Can we use technologies and solutions from arts to make things understandable, to highlight features or to communicate status? What can we do with colors, shapes, sounds, movement, materials, by breaking conventional boundaries, collaboration, by abstraction or realistic presentations, or by bringing together unexpected elements? Can we pinpoint or hide features by adding or removing material, by creating transparency by design or enabling other elements to connect with our system?

Leaf bridge was project (2018) to bring together art, biomimicry, materials, engineering and purpose.

Leaf bridge.

Engineering

”Engineering is the use of scientific principles to design and build machines, structures, and other items, including bridges, tunnels, roads, vehicles, and buildings.” – Wikipedia-

What is the purpose of engineering? Engineering brings together the best knowledge we have about a specific domain and challenges us to seek better solutions.
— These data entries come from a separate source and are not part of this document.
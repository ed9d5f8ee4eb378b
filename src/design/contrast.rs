use std::collections::{BTreeMap, HashSet};

use serde::{Deserialize, Serialize};

use crate::core::types::ContrastMode;

/// Order-independent identity of a pair of factor levels
#[must_use]
pub fn normalize_pair_key(a: &str, b: &str) -> String {
    if a <= b {
        format!("{a}\0{b}")
    } else {
        format!("{b}\0{a}")
    }
}

/// Number of distinct unordered pairs that `level_count` levels can form
#[must_use]
pub fn max_pair_count(level_count: usize) -> usize {
    if level_count < 2 {
        0
    } else {
        level_count * (level_count - 1) / 2
    }
}

/// The contrasts handed on to the analysis, one shape per mode
#[derive(Debug, Clone, PartialEq, Eq, Serialize, Deserialize)]
#[serde(tag = "type", rename_all = "SCREAMING_SNAKE_CASE")]
pub enum PrimaryContrasts {
    AllAgainstAll,
    Baseline {
        baseline: String,
        compare: Vec<String>,
    },
    Explicit {
        pairs: Vec<[String; 2]>,
    },
}

impl PrimaryContrasts {
    #[must_use]
    pub fn mode(&self) -> ContrastMode {
        match self {
            Self::AllAgainstAll => ContrastMode::AllAgainstAll,
            Self::Baseline { .. } => ContrastMode::Baseline,
            Self::Explicit { .. } => ContrastMode::Explicit,
        }
    }
}

/// One reference level compared against a set of other levels.
///
/// `compare` keeps insertion order and never contains `baseline`.
#[derive(Debug, Clone, Default, PartialEq, Eq, Serialize, Deserialize)]
pub struct BaselineState {
    baseline: Option<String>,
    compare: Vec<String>,
}

impl BaselineState {
    #[must_use]
    pub fn new() -> Self {
        Self::default()
    }

    #[must_use]
    pub fn baseline(&self) -> Option<&str> {
        self.baseline.as_deref()
    }

    #[must_use]
    pub fn compare(&self) -> &[String] {
        &self.compare
    }

    /// Make `level` the baseline, dropping it from the compared levels
    #[must_use]
    pub fn select_baseline(&self, level: &str) -> Self {
        Self {
            baseline: Some(level.to_string()),
            compare: self
                .compare
                .iter()
                .filter(|c| *c != level)
                .cloned()
                .collect(),
        }
    }

    /// Add or remove `level` from the compared levels; the baseline itself is ignored
    #[must_use]
    pub fn toggle_compare(&self, level: &str) -> Self {
        if self.baseline.as_deref() == Some(level) {
            return self.clone();
        }

        let mut compare = self.compare.clone();
        if let Some(index) = compare.iter().position(|c| c == level) {
            compare.remove(index);
        } else {
            compare.push(level.to_string());
        }

        Self {
            baseline: self.baseline.clone(),
            compare,
        }
    }

    #[must_use]
    pub fn is_valid(&self) -> bool {
        self.baseline.is_some() && !self.compare.is_empty()
    }

    /// `None` until a baseline and at least one compared level are chosen
    #[must_use]
    pub fn build(&self) -> Option<PrimaryContrasts> {
        let baseline = self.baseline.as_ref()?;
        if self.compare.is_empty() {
            return None;
        }
        Some(PrimaryContrasts::Baseline {
            baseline: baseline.clone(),
            compare: self.compare.clone(),
        })
    }
}

/// Explicit pairs being edited, keyed by row id.
///
/// There is always at least one row; removing the last one seeds a fresh
/// empty pair. Empty strings mark an unset side.
#[derive(Debug, Clone, PartialEq, Eq, Serialize, Deserialize)]
pub struct ContrastPairs {
    pairs: BTreeMap<usize, [String; 2]>,
}

impl Default for ContrastPairs {
    fn default() -> Self {
        Self::new()
    }
}

impl ContrastPairs {
    /// A single empty pair with id 0
    #[must_use]
    pub fn new() -> Self {
        let mut pairs = BTreeMap::new();
        pairs.insert(0, empty_pair());
        Self { pairs }
    }

    #[must_use]
    pub fn len(&self) -> usize {
        self.pairs.len()
    }

    /// Never true; removing the last pair reseeds an empty one
    #[must_use]
    pub fn is_empty(&self) -> bool {
        self.pairs.is_empty()
    }

    #[must_use]
    pub fn get(&self, id: usize) -> Option<&[String; 2]> {
        self.pairs.get(&id)
    }

    pub fn iter(&self) -> impl Iterator<Item = (usize, &[String; 2])> {
        self.pairs.iter().map(|(id, pair)| (*id, pair))
    }

    /// Append an empty pair, returning its id (one past the highest id)
    pub fn add_pair(&mut self) -> usize {
        let id = self.pairs.keys().next_back().map_or(0, |max| max + 1);
        self.pairs.insert(id, empty_pair());
        id
    }

    /// Remove a pair; removing the only pair resets to a single empty pair
    pub fn remove_pair(&mut self, id: usize) {
        if self.pairs.len() <= 1 {
            *self = Self::new();
            return;
        }
        self.pairs.remove(&id);
    }

    /// Set one side of a pair. Unknown ids are ignored.
    pub fn update_pair(&mut self, id: usize, side: usize, value: &str) {
        if let Some(pair) = self.pairs.get_mut(&id) {
            if let Some(slot) = pair.get_mut(side) {
                *slot = value.to_string();
            }
        }
    }

    /// Pairs with both sides set and different, in id order
    #[must_use]
    pub fn valid_pairs(&self) -> Vec<&[String; 2]> {
        self.pairs.values().filter(|pair| is_valid_pair(pair)).collect()
    }

    #[must_use]
    pub fn is_valid(&self) -> bool {
        self.pairs.values().any(is_valid_pair)
    }

    /// Valid pairs as explicit contrasts, or `None` if there are none.
    ///
    /// Pairs naming the same two levels as an earlier pair are dropped.
    #[must_use]
    pub fn build(&self) -> Option<PrimaryContrasts> {
        let mut seen = HashSet::new();
        let pairs: Vec<[String; 2]> = self
            .valid_pairs()
            .into_iter()
            .filter(|[a, b]| seen.insert(normalize_pair_key(a, b)))
            .cloned()
            .collect();

        if pairs.is_empty() {
            None
        } else {
            Some(PrimaryContrasts::Explicit { pairs })
        }
    }

    /// Normalized keys of every complete pair, optionally skipping one row
    #[must_use]
    pub fn used_pair_keys(&self, exclude: Option<usize>) -> HashSet<String> {
        self.pairs
            .iter()
            .filter(|(id, _)| Some(**id) != exclude)
            .filter(|(_, pair)| is_valid_pair(pair))
            .map(|(_, [a, b])| normalize_pair_key(a, b))
            .collect()
    }

    /// Levels that must not be offered for one side of row `current`.
    ///
    /// With the other side unset, only levels that have no unused partner
    /// left are disabled. Otherwise the other side's own level is disabled,
    /// plus every level that would repeat a pair already made by another row.
    #[must_use]
    pub fn disabled_values(&self, levels: &[String], current: usize, other: &str) -> Vec<String> {
        let used = self.used_pair_keys(Some(current));

        if other.is_empty() {
            return levels
                .iter()
                .filter(|level| has_no_valid_partner(level, levels, &used))
                .cloned()
                .collect();
        }

        levels
            .iter()
            .filter(|level| {
                level.as_str() == other || used.contains(&normalize_pair_key(level, other))
            })
            .cloned()
            .collect()
    }

    /// True once every distinct pair of `level_count` levels is in use
    #[must_use]
    pub fn is_all_pairs_used(&self, level_count: usize) -> bool {
        self.used_pair_keys(None).len() >= max_pair_count(level_count)
    }
}

/// True if every possible partner of `level` is itself or already paired with it
#[must_use]
pub fn has_no_valid_partner(level: &str, levels: &[String], used: &HashSet<String>) -> bool {
    levels
        .iter()
        .all(|partner| partner == level || used.contains(&normalize_pair_key(level, partner)))
}

fn is_valid_pair(pair: &[String; 2]) -> bool {
    let [a, b] = pair;
    !a.is_empty() && !b.is_empty() && a != b
}

fn empty_pair() -> [String; 2] {
    [String::new(), String::new()]
}

/// The active contrast mode plus both editable sub-states.
///
/// Switching modes keeps the inactive sub-state; only the active one
/// feeds [`ContrastState::primary_contrasts`].
#[derive(Debug, Clone, Default, PartialEq, Eq, Serialize, Deserialize)]
pub struct ContrastState {
    pub mode: ContrastMode,
    pub baseline: BaselineState,
    pub explicit: ContrastPairs,
}

impl ContrastState {
    #[must_use]
    pub fn new() -> Self {
        Self::default()
    }

    /// Contrasts for the active mode, `None` while that mode is incomplete
    #[must_use]
    pub fn primary_contrasts(&self) -> Option<PrimaryContrasts> {
        match self.mode {
            ContrastMode::AllAgainstAll => Some(PrimaryContrasts::AllAgainstAll),
            ContrastMode::Baseline => self.baseline.build(),
            ContrastMode::Explicit => self.explicit.build(),
        }
    }

    /// Whether continuing should be blocked for `level_count` factor levels
    #[must_use]
    pub fn is_disabled(&self, level_count: usize) -> bool {
        if level_count < 2 {
            return true;
        }
        match self.mode {
            ContrastMode::AllAgainstAll => false,
            ContrastMode::Baseline => !self.baseline.is_valid(),
            ContrastMode::Explicit => !self.explicit.is_valid(),
        }
    }

    /// Clear both sub-states, e.g. after the primary factor changes
    pub fn reset(&mut self) {
        self.baseline = BaselineState::new();
        self.explicit = ContrastPairs::new();
    }
}

/// Sorted distinct non-empty values of `factor` across the sample sheet rows
#[must_use]
pub fn unique_factor_values<'a, I>(rows: I, factor: &str) -> Vec<String>
where
    I: IntoIterator<Item = &'a BTreeMap<String, String>>,
{
    let mut values: Vec<String> = rows
        .into_iter()
        .filter_map(|row| row.get(factor))
        .map(|value| value.trim())
        .filter(|value| !value.is_empty())
        .map(str::to_string)
        .collect();
    values.sort();
    values.dedup();
    values
}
It creates new technical artifacts for specific needs by bringing together the right skills, technologies, innovation and leadership.

Engineering and art are similar in many ways. Appropriate technologies, methods and tools are needed to reach the goal. Collaboration and cross disciplinarity are fundamental prerequisites in most projects. While art aims to explain or raise questions, engineering aims to give answers: this is how you do it.

Engineering solution need not be always perfect. Often good enough or better than earlier is ok. Engineering result is a snapshot in the story of technical evolution.

Our design principle 3 is Continuous improvement and technical curiosity. When we design new artefact, we need to ask: Which tools, methods, principles, competences or ideas will lead us to better solution this time? What should be different than earlier? What new is available? Should we get rid of some old thinking?

The history of mankind is the story of technical evolution, victories and continuous strive for better life. Unfortunately many of the brightest inventions have turned against us in the global scale, such as the many avenues leading to climate catastrophe.

What if all engineering would fundamentally consider the systemic implications of the solutions, going beyond single business case? Not only asking how, but also what and why? Instead of building better products, building better planet? It might be useful to understand what is the mechanism how good inventions lead to bad results over time.

Summary

Our three design principles are:

  1. Maintaining the system
  2. Explaining and raising questions
  3. Continuous improvement and technical curiosity

There has never been as many artists, innovators and engineers as we have today. We have the brightest and fast evolving technologies, materials and tools in our hands. We can collaborate globally and share ideas quickly.

Why, then, we are not really learning from the best teacher, the nature, about creating sustainable systems and environments? What would happen if we really could learn and implement?

3D printing is a globally emerging approach for creating sustaible systemic solutions. Today some of the ideas mentioned in this article can be implemented with 3D printing technologies. In the future, most of the ideas are feasible. For example, self maintaining systems are already explored in numerous research groups. Artists have started to use 3D printing and many ideas are transferred to products. 3D printing enables fast iteration and cost efficient exploration of new ideas.

3D printing eliminates many practical limitations, in the same manner as violin gives full freedom for artistic creativity.